▸ **Work order**: Where a line in the listing below holds "segments", add it to the tally, and reply with that tally alone.

▸ **Records provided**:
****************

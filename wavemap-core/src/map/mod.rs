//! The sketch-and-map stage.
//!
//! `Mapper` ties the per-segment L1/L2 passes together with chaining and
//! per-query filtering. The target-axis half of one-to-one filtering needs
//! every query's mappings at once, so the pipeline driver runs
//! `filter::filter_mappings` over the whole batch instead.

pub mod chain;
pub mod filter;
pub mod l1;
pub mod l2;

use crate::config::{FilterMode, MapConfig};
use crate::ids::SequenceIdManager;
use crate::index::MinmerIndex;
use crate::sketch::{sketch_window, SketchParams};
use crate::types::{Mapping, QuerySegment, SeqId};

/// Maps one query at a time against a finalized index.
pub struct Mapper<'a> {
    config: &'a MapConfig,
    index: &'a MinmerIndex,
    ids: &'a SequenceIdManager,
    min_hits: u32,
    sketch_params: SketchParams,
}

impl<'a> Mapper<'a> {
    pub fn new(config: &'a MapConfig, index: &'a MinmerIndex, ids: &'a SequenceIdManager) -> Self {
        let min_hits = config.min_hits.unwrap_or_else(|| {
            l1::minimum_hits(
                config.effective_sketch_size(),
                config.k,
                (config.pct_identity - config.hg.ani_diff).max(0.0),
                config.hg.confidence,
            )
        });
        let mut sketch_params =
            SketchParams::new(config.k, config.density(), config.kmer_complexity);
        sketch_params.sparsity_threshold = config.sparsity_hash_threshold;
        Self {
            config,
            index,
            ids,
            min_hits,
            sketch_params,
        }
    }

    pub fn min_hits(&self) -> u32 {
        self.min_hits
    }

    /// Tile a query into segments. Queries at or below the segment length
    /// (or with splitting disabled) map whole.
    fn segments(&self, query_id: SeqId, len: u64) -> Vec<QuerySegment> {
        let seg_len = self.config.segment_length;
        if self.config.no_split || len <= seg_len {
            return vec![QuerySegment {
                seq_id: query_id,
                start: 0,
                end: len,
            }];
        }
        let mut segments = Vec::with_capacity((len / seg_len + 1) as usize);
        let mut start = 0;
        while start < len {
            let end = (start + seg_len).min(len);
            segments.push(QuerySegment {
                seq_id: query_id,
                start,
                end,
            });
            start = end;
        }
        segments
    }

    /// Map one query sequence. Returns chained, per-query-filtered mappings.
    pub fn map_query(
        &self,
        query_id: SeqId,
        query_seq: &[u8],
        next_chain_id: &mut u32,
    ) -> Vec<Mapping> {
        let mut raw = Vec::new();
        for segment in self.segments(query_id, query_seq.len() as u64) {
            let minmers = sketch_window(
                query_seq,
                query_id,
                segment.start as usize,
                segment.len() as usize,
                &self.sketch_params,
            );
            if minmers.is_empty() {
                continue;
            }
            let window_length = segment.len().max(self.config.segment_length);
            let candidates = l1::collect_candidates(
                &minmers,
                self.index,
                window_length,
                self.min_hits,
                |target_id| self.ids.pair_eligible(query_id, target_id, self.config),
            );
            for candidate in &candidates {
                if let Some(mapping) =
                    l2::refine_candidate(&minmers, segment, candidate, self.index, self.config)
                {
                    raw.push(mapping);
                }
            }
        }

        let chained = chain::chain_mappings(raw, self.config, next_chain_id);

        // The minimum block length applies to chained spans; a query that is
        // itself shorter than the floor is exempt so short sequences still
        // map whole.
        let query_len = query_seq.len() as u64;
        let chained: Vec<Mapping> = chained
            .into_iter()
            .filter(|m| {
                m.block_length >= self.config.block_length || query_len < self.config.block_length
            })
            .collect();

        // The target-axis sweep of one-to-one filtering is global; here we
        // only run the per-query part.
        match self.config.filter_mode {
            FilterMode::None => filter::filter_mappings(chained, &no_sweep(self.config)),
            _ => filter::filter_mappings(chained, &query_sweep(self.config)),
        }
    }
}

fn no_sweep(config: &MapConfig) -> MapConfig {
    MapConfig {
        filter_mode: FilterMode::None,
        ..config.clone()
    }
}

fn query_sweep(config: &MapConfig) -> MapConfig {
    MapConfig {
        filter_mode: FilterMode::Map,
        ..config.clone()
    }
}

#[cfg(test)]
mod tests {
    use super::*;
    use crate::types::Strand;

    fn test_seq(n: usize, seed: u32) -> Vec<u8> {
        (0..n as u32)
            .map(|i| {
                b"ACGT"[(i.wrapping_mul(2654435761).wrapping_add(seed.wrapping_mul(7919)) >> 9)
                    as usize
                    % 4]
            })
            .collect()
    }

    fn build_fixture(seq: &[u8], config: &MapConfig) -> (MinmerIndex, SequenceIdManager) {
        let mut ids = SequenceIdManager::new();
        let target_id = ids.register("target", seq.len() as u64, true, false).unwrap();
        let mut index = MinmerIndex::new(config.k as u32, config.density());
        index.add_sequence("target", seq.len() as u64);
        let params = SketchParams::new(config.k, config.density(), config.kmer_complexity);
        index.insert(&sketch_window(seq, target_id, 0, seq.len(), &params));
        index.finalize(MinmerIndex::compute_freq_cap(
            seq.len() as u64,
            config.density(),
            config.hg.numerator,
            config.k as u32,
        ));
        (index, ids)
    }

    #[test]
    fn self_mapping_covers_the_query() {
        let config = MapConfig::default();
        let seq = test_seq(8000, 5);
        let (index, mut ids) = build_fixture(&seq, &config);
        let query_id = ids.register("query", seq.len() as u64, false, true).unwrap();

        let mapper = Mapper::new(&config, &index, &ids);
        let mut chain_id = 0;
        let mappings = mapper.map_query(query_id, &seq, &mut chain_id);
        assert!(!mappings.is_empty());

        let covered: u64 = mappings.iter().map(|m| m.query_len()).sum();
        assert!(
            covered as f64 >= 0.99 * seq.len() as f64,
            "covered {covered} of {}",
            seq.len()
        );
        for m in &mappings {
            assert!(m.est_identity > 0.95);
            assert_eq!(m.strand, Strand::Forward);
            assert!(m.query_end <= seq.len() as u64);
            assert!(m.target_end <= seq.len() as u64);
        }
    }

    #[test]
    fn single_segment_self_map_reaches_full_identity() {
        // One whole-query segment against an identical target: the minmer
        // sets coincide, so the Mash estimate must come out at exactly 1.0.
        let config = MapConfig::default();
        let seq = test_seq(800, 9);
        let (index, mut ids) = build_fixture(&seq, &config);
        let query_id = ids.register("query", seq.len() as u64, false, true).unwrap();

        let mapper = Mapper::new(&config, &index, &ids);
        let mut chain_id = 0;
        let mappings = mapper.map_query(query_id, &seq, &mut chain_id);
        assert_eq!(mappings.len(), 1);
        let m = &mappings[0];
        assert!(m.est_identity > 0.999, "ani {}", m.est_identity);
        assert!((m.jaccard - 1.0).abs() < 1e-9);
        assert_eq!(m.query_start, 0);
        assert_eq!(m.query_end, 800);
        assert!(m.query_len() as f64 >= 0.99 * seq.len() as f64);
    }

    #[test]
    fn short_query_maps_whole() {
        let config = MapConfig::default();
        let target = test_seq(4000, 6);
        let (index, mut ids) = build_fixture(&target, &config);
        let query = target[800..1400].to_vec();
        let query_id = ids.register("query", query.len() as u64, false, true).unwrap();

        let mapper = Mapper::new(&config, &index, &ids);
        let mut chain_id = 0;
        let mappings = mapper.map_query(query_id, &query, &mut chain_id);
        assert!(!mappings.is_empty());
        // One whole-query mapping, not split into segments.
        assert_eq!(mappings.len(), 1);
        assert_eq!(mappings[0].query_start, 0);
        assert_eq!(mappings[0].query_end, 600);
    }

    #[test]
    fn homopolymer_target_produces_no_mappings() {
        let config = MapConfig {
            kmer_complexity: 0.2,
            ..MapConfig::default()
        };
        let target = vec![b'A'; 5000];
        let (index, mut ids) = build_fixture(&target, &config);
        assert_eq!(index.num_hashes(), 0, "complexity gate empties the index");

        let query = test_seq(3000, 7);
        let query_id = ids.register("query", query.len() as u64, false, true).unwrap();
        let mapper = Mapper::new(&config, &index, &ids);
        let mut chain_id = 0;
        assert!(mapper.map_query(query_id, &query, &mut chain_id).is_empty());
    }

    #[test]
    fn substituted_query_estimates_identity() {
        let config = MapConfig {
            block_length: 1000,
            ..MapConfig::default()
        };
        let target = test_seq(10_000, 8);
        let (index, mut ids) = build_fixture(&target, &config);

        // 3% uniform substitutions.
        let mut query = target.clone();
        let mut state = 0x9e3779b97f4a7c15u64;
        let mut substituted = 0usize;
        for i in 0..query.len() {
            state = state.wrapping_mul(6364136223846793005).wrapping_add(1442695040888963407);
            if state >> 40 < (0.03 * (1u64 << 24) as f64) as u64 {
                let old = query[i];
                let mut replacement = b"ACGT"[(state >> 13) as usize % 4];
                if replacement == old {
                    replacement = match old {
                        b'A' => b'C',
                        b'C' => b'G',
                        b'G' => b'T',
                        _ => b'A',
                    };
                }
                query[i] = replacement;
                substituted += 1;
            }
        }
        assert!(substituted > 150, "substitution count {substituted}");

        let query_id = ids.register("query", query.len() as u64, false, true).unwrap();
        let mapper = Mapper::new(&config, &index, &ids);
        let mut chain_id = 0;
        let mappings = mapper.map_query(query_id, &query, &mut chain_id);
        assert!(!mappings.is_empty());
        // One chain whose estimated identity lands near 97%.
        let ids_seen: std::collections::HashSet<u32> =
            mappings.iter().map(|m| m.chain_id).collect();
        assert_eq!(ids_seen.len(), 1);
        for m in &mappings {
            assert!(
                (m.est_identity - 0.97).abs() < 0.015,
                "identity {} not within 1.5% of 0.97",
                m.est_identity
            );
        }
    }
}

****************

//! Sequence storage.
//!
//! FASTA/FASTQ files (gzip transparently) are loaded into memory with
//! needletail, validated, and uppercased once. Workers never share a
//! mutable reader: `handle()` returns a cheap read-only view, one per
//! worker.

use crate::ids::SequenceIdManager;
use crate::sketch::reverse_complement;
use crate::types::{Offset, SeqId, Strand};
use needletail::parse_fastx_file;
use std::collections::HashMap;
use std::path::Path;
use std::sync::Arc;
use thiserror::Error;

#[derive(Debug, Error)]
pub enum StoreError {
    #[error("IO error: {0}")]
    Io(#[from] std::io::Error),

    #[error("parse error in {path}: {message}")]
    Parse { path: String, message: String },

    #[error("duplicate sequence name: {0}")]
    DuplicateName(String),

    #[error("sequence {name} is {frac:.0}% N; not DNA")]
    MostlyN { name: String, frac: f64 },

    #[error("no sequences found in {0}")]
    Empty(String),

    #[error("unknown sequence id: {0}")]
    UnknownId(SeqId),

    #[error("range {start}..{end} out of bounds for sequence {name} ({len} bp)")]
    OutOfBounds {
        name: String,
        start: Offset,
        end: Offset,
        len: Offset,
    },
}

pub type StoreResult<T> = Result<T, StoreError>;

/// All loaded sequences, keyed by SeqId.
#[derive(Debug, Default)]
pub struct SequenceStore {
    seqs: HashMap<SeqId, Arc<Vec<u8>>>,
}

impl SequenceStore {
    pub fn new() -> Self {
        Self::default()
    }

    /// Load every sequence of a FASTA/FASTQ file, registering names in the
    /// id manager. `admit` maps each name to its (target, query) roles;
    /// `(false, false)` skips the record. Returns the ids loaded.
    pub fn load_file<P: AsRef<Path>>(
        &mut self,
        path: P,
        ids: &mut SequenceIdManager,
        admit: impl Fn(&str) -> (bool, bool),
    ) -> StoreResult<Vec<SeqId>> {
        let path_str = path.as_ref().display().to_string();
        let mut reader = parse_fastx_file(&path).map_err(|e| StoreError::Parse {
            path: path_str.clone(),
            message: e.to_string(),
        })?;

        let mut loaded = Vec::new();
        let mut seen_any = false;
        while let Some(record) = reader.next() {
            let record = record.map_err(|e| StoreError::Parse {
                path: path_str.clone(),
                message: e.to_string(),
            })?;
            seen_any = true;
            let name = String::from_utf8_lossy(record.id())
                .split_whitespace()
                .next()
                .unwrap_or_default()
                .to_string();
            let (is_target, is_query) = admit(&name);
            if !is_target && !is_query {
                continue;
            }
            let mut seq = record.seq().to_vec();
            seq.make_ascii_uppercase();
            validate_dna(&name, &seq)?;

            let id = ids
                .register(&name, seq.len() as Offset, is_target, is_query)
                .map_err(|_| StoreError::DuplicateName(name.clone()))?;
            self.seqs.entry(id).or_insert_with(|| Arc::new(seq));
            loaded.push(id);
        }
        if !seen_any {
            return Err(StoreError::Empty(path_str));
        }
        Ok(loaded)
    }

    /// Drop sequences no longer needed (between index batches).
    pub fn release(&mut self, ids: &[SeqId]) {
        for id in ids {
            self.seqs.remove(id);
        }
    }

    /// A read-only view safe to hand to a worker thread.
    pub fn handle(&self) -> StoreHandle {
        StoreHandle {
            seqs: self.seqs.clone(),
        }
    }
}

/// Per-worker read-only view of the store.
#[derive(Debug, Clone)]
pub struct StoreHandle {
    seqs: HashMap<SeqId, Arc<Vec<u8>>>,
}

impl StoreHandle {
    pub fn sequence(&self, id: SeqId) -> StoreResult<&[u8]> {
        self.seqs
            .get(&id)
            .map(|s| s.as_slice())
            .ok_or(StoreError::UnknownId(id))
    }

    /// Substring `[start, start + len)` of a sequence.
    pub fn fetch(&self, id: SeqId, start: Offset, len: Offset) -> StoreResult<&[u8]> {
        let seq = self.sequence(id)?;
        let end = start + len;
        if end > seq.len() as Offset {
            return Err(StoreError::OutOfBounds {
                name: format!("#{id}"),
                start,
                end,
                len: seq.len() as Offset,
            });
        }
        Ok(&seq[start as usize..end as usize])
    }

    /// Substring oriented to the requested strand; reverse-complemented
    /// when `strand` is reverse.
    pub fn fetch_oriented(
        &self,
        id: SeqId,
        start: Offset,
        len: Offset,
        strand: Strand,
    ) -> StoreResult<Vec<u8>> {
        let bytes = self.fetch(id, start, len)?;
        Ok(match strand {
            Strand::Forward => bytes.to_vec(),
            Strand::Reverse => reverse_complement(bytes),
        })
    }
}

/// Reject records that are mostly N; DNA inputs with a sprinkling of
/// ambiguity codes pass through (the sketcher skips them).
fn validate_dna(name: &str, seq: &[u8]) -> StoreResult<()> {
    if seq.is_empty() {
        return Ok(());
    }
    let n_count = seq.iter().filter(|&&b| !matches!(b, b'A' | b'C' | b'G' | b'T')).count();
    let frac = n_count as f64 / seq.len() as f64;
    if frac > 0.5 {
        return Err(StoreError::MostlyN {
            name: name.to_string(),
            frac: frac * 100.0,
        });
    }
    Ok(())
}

****************

▸ **Reply**: 7